Read the full series:
- US Prestige Beauty
- The Beauty Consumer
- Beauty Retail
- US Prestige Skin Care
- US Prestige Makeup
- US Prestige Fragrance
- Natural, Sustainable and Clean Beauty
- Beauty for All
According to data presented by Jordan Rost, vice president, consumer insights, Nielsen, sales of personal care brands making natural claims grew 9% last year, slightly slower than the 11% and 10% experienced in 2015 and 2016, respectively. A similar trend was seen in natural beauty care, which also grew 9% in 2017, compared to 16% and 11% in 2015 and 2016, respectively.
While there is no one path to natural or sustainable beauty, Rost told Global Cosmetic Industry, in all cases natural beauty must be about authenticity. Brands must deliver what they say they will.
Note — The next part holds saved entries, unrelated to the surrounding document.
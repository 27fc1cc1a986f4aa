//! `conductor` binary: ask the agent system from the command line.
//!
//! ```text
//! conductor "what is the weather in Paris?"
//! conductor --doc handbook.txt "how many vacation days do I get?"
//! conductor -i
//! conductor agents --json
//! ```

mod logging;
mod repl;

use std::path::PathBuf;
use std::process::ExitCode;
use std::sync::Arc;

use clap::{Parser, Subcommand};
use cli::{build_service, render_agents, render_reply, CliError, OutputFormat, Session};
use conductor::{AgentRegistry, Settings};

#[derive(Parser, Debug)]
#[command(name = "conductor", version)]
#[command(about = "conductor: an orchestrator that answers directly or delegates to planning and retrieval agents")]
struct Args {
    #[command(subcommand)]
    cmd: Option<Command>,

    /// Message to send (words are joined with spaces)
    #[arg(trailing_var_arg = true)]
    message: Vec<String>,

    /// Continue an existing conversation thread
    #[arg(long, value_name = "ID")]
    thread_id: Option<String>,

    /// Text files (.txt) to ingest into the thread before the message
    #[arg(long = "doc", value_name = "FILE")]
    docs: Vec<PathBuf>,

    /// Interactive session after the optional first message
    #[arg(short, long)]
    interactive: bool,

    /// Print replies as JSON
    #[arg(long, global = true)]
    json: bool,

    /// Debug logging (overridden by RUST_LOG)
    #[arg(short, long, global = true)]
    verbose: bool,
}

#[derive(Subcommand, Debug)]
enum Command {
    /// List the registered agent types
    Agents,
}

async fn run(args: Args) -> Result<(), CliError> {
    let format = if args.json {
        OutputFormat::Json
    } else {
        OutputFormat::Text
    };

    if let Some(Command::Agents) = args.cmd {
        let agents = AgentRegistry::global().list_agents();
        println!("{}", render_agents(&agents, format)?);
        return Ok(());
    }

    let message = Some(args.message.join(" ")).filter(|m| !m.trim().is_empty());
    if message.is_none() && !args.interactive {
        return Err(CliError::NoMessage);
    }

    let settings = Settings::from_env();
    tracing::debug!(model = %settings.model, web_search = settings.tavily_api_key.is_some(), "settings loaded");
    let mut session = Session::new(Arc::new(build_service(settings)), args.thread_id);

    if !args.docs.is_empty() {
        let added = session.ingest(&args.docs).await?;
        eprintln!("Added {} chunks from {} file(s).", added, args.docs.len());
    }
    if let Some(message) = message {
        let res = session.ask(&message).await?;
        println!("{}", render_reply(&res, format)?);
    }
    if args.interactive {
        repl::run(&mut session, format).await?;
    }
    Ok(())
}

#[tokio::main]
async fn main() -> ExitCode {
    let args = Args::parse();
    let applied = config::load_and_apply("conductor", None);
    if let Err(e) = logging::init(args.verbose) {
        eprintln!("conductor: {}", e);
    }
    match applied {
        Ok(applied) => tracing::debug!(
            dotenv = ?applied.from_dotenv,
            config_file = ?applied.from_config_file,
            "configuration applied"
        ),
        Err(e) => eprintln!("conductor: {}", e),
    }

    match run(args).await {
        Ok(()) => ExitCode::SUCCESS,
        Err(e) => {
            eprintln!("conductor: {}", e);
            ExitCode::FAILURE
        }
    }
}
He added that, when responding to fads and micro-trends, brands must make smart bets on the trends that can ladder up and connect to a more systemic shift in the market. While agility is crucial, brands must execute with authenticity in order to be successful.
Clean Beauty Data
Rost added that, increasingly, natural is being defined less by what’s included in products than what isn’t. Enter: clean beauty.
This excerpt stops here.